Art & Culture

Canet, l’irréductible

L’emballant et malicieux "Astérix et Obélix : L’Empire du Milieu" fera assurément l’actualité de l’hiver. Entretien avec son réalisateur, Guillaume Canet.

Crédits : Polo Argyle en laine, AMI ▪ Pantalon large en laine, AMI ▪ Mocassins en cuir à bout carré, AMI
Crédits : Polo Argyle en laine, AMI ▪ Pantalon large en laine, AMI ▪ Mocassins en cuir à bout carré, AMI

Photographie Léon Prost

L’Officiel Hommes : Comment est né ce projet ?
Guillaume Canet : Pour une fois, c’est mon producteur de toujours, Alain Attal, qui m’a appelé, alors qu’en général c’est moi qui l’appelle ! Lui aussi avait été approché avec cette idée de faire un Astérix. Il avait un traitement de 20 pages, qu’il m’a fait passer. Immédiatement, dès que je ne connais pas quelque chose, que je sens que je vais me mettre en danger, j’ai envie d’y aller. C’est là qu’on apprend le plus. En lisant le traitement, j’aimais cette promesse de voyage, d’aventures, de pouvoir faire un film épique, populaire, avec de grandes batailles, comme l’on n’en voit plus tellement en France. Me replonger dans Astérix me plaisait aussi, je le lisais enfant, et maintenant je lis les albums à mes enfants. Réaliser un film qu’ils puissent voir me tentait aussi.

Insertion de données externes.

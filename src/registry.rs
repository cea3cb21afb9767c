//! Named lookup of the available generators and scorers.

use crate::{
    error::{MazeError, Result},
    generators::{BacktrackerGenerator, KruskalGenerator, MazeGenerator},
    scorers::{HeightLeveler, JunctionCounter, OnlyByExitScorer, Scorer, StartEndScorer},
};

/// Holds boxed generators and scorers in registration order.
///
/// Lookups match case-insensitively on any part of the name, first registered wins.
pub struct Registry {
    generators: Vec<Box<dyn MazeGenerator>>,
    scorers: Vec<Box<dyn Scorer>>,
}

impl Registry {
    pub fn empty() -> Self {
        Self {
            generators: Vec::new(),
            scorers: Vec::new(),
        }
    }

    /// Every built-in algorithm, with the height leveler using `height_range` levels.
    pub fn with_defaults(height_range: u8) -> Result<Self> {
        let mut registry = Registry::empty();
        registry.add_generator(Box::new(KruskalGenerator));
        registry.add_generator(Box::new(BacktrackerGenerator));
        registry.add_scorer(Box::new(StartEndScorer));
        registry.add_scorer(Box::new(JunctionCounter));
        registry.add_scorer(Box::new(OnlyByExitScorer));
        registry.add_scorer(Box::new(HeightLeveler::new(height_range)?));
        Ok(registry)
    }

    pub fn add_generator(&mut self, generator: Box<dyn MazeGenerator>) {
        self.generators.push(generator);
    }

    pub fn add_scorer(&mut self, scorer: Box<dyn Scorer>) {
        self.scorers.push(scorer);
    }

    pub fn generator(&self, name: &str) -> Result<&dyn MazeGenerator> {
        self.generators
            .iter()
            .find(|g| matches_name(g.name(), name))
            .map(|g| g.as_ref())
            .ok_or_else(|| MazeError::UnknownGenerator(name.to_string()))
    }

    /// The scorer matching `name`, or the first registered one when `name` is `None`.
    pub fn scorer(&self, name: Option<&str>) -> Result<&dyn Scorer> {
        let found = match name {
            Some(name) => self.scorers.iter().find(|s| matches_name(s.name(), name)),
            None => self.scorers.first(),
        };
        found
            .map(|s| s.as_ref())
            .ok_or_else(|| MazeError::UnknownScorer(name.unwrap_or_default().to_string()))
    }

    pub fn generator_names(&self) -> impl Iterator<Item = &str> {
        self.generators.iter().map(|g| g.name())
    }

    pub fn scorer_names(&self) -> impl Iterator<Item = &str> {
        self.scorers.iter().map(|s| s.name())
    }
}

fn matches_name(registered: &str, query: &str) -> bool {
    registered.to_lowercase().contains(&query.to_lowercase())
}

#[cfg(test)]
mod tests {
    use super::*;

    #[test]
    fn test_generator_lookup() {
        let registry = Registry::with_defaults(10).unwrap();
        assert_eq!(registry.generator("kruskal").unwrap().name(), "Randomized Kruskal");
        assert_eq!(registry.generator("BACKTRACK").unwrap().name(), "Backtracker");
        assert_eq!(
            registry.generator("prim").err(),
            Some(MazeError::UnknownGenerator("prim".to_string()))
        );
    }

    #[test]
    fn test_scorer_lookup() {
        let registry = Registry::with_defaults(10).unwrap();
        assert_eq!(registry.scorer(None).unwrap().name(), "startend");
        assert_eq!(registry.scorer(Some("Height")).unwrap().name(), "height");
        assert_eq!(registry.scorer(Some("exit")).unwrap().name(), "exit");
        assert!(matches!(
            registry.scorer(Some("fastest")),
            Err(MazeError::UnknownScorer(_))
        ));
        assert!(registry.scorer_names().eq(["startend", "junction", "exit", "height"]));
    }

    #[test]
    fn test_empty_registry() {
        let registry = Registry::empty();
        assert!(matches!(registry.scorer(None), Err(MazeError::UnknownScorer(_))));
        assert_eq!(registry.generator_names().count(), 0);
    }

    #[test]
    fn test_invalid_height_range() {
        assert!(matches!(
            Registry::with_defaults(0),
            Err(MazeError::InvalidParams(_))
        ));
    }
}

L’OH : Le film est une histoire originale. Était-ce libérateur de ne pas avoir un album existant comme point de départ ?
GC : C’est plus compliqué que ça : à la fois oui, parce que tu as une grande liberté de narration, mais en même temps, j’ai dû prendre en considération les ayants droit, ce qui est bien normal, ils s’assurent que l’on reste bien fidèle à l’ADN Astérix, ce qui est tout à fait compréhensible.

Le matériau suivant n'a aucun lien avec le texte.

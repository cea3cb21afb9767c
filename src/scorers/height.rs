use std::collections::{HashMap, VecDeque};

use rand::{Rng, rngs::StdRng};

use crate::{
    error::{MazeError, Result},
    generators::get_rng,
    maze::{CellId, Mark, Maze},
    scorers::{KEY_SCORE, MazeInfo, ScoreCard, Scorer},
};

pub const DEFAULT_HEIGHT_RANGE: u8 = 10;
/// Glyphs run from `A`/`a` upwards, one letter per level.
const MAX_HEIGHT_RANGE: u8 = 26;
const MAX_PASSES: usize = 10_000;

/// Lays the maze out on terrain: every cell gets a height in `[0, H)` and
/// cells joined by an open wall differ by at most one level. Entrance and exit
/// sit at level 0.
#[derive(Debug, Clone, Copy)]
pub struct HeightLeveler {
    height_range: u8,
}

impl HeightLeveler {
    pub fn new(height_range: u8) -> Result<Self> {
        if !(1..=MAX_HEIGHT_RANGE).contains(&height_range) {
            return Err(MazeError::InvalidParams(format!(
                "height range must be within 1..={}, got {}",
                MAX_HEIGHT_RANGE, height_range
            )));
        }
        Ok(Self { height_range })
    }

    pub fn height_range(&self) -> u8 {
        self.height_range
    }
}

impl Default for HeightLeveler {
    fn default() -> Self {
        Self {
            height_range: DEFAULT_HEIGHT_RANGE,
        }
    }
}

struct Terrain {
    heights: Vec<u8>,
    fixed: Vec<bool>,
}

impl Terrain {
    /// Random start heights, assigned in BFS order over the full grid adjacency.
    fn seeded(maze: &Maze, rng: &mut StdRng, height_range: u8) -> Self {
        let mut heights = vec![0; maze.len()];
        let mut fixed = vec![false; maze.len()];
        fixed[maze.entrance()] = true;
        fixed[maze.exit()] = true;

        let mut visited = vec![false; maze.len()];
        let mut queue = VecDeque::from([maze.entrance()]);
        visited[maze.entrance()] = true;
        while let Some(cell) = queue.pop_front() {
            if !fixed[cell] {
                heights[cell] = rng.random_range(0..height_range);
            }
            for &sibling in maze[cell].siblings().iter().flatten() {
                if !visited[sibling] {
                    visited[sibling] = true;
                    queue.push_back(sibling);
                }
            }
        }
        Self { heights, fixed }
    }

    /// Brings one edge back within a single level. Returns whether anything moved.
    fn relax(&mut self, a: CellId, b: CellId, rng: &mut StdRng) -> bool {
        let (ha, hb) = (self.heights[a], self.heights[b]);
        if ha.abs_diff(hb) <= 1 {
            return false;
        }
        match (self.fixed[a], self.fixed[b]) {
            (true, true) => {
                // Only ever lower, so pinned level-0 cells never move
                let (high, low) = if ha > hb { (a, hb) } else { (b, ha) };
                self.heights[high] = low + 1;
            }
            (true, false) => {
                self.heights[b] = toward(ha, hb);
                self.fixed[b] = true;
            }
            (false, true) => {
                self.heights[a] = toward(hb, ha);
                self.fixed[a] = true;
            }
            (false, false) => {
                if rng.random_bool(0.5) {
                    self.heights[a] = step(ha, hb);
                } else {
                    self.heights[b] = step(hb, ha);
                }
            }
        }
        true
    }

    /// One relaxation pass over the open edges reachable from the entrance.
    fn pass(&mut self, maze: &Maze, rng: &mut StdRng) -> bool {
        let mut changed = false;
        let mut done = vec![false; maze.len()];
        let mut queued = vec![false; maze.len()];
        let mut queue = VecDeque::from([maze.entrance()]);
        queued[maze.entrance()] = true;

        while let Some(cell) = queue.pop_front() {
            let siblings = maze.open_neighbors(cell).collect::<Vec<_>>();
            for sibling in siblings {
                if done[sibling] {
                    continue;
                }
                changed |= self.relax(cell, sibling, rng);
                if !queued[sibling] {
                    queued[sibling] = true;
                    queue.push_back(sibling);
                }
            }
            done[cell] = true;
        }
        changed
    }

    fn validate(&self, maze: &Maze) -> Result<()> {
        let mut visited = vec![false; maze.len()];
        let mut queue = VecDeque::from([maze.entrance()]);
        visited[maze.entrance()] = true;
        while let Some(cell) = queue.pop_front() {
            for sibling in maze.open_neighbors(cell) {
                let (ha, hb) = (self.heights[cell], self.heights[sibling]);
                if ha.abs_diff(hb) > 1 {
                    return Err(MazeError::HeightConstraint {
                        a: cell,
                        height_a: ha,
                        b: sibling,
                        height_b: hb,
                    });
                }
                if !visited[sibling] {
                    visited[sibling] = true;
                    queue.push_back(sibling);
                }
            }
        }
        Ok(())
    }
}

/// The level next to `anchor` on the side of `other`.
fn toward(anchor: u8, other: u8) -> u8 {
    if other > anchor { anchor + 1 } else { anchor - 1 }
}

/// Moves `from` one level towards `to`.
fn step(from: u8, to: u8) -> u8 {
    if to > from { from + 1 } else { from - 1 }
}

/// Computes cell heights for `maze`, seeded by the maze seed.
pub fn level_heights(maze: &Maze, seed: i64, height_range: u8) -> Result<Vec<u8>> {
    let mut rng = get_rng(seed);
    let mut terrain = Terrain::seeded(maze, &mut rng, height_range);

    let mut passes = 0;
    while terrain.pass(maze, &mut rng) {
        passes += 1;
        if passes >= MAX_PASSES {
            tracing::warn!("[height] no convergence after {} passes", passes);
            break;
        }
    }
    tracing::debug!("[height] converged after {} passes", passes);

    terrain.validate(maze)?;
    Ok(terrain.heights)
}

impl Scorer for HeightLeveler {
    fn name(&self) -> &str {
        "height"
    }

    fn score(&self, info: &mut MazeInfo) -> Result<ScoreCard> {
        let heights = level_heights(&info.maze, info.seed, self.height_range)?;
        let maze = &mut info.maze;
        for (cell, &height) in heights.iter().enumerate() {
            let on_path = maze.mark(cell).is_walked();
            maze.set_mark(cell, Mark::Leveled { on_path, height });
        }

        let marker = (0..self.height_range)
            .flat_map(|height| {
                [
                    (Mark::Leveled { on_path: true, height }, (b'A' + height) as char),
                    (Mark::Leveled { on_path: false, height }, (b'a' + height) as char),
                ]
            })
            .collect::<HashMap<_, _>>();

        Ok(ScoreCard {
            marker,
            ..Default::default()
        }
        .with(KEY_SCORE, 0_i64)
        .with("length", info.path_length)
        .with("height", self.height_range as i64))
    }
}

L’OH : Vous avez l’habitude de faire des story-boards, en avez-vous beaucoup fait sur ce film ?
GC
: Certaines séquences de certains films étaient story-boardées, quand elles étaient complexes à réaliser. Sur Astérix, il y en a eu beaucoup, avec aussi de nombreux découpages, de prévisualisations numériques pour être sûrs de ce que nous allions tourner. C’était assez nouveau pour moi, sur mes autres films j’étais un peu au supermarché sur le plateau, je tournais toujours avec plusieurs caméras, pour voler ici et là ce qui m’intéressait, à part sur Lui (sorti en 2021), qui avait un petit budget, tourné avec une seule caméra, en un mois. Sur Astérix, il fallait que je sois certain de ce que j’allais raconter et comment j’allais le raconter. Quand le confinement est arrivé, nous étions en pleine préparation, donc j’ai voulu tourner Lui très vite. Cette expérience m’a beaucoup aidé à aborder ce tournage, à tout préparer en avance. Je joue le rôle principal, ce qui n’était pas prévu à l’écriture, moi je pensais jouer César, j’aimais bien l’idée d’incarner ce type un peu dépressif... Gilles Lellouche m’a fait remarquer que cela évoquerait peut-être un peu trop Rock’n’Roll, et Pathé, le producteur, m’a eu à l’usure en me faisant remarquer qu’on avait des points communs avec Astérix, un peu nerveux et soucieux de tout faire dans les règles. Bref, une fois sur le tournage, il fallait que tout soit prêt et cadré.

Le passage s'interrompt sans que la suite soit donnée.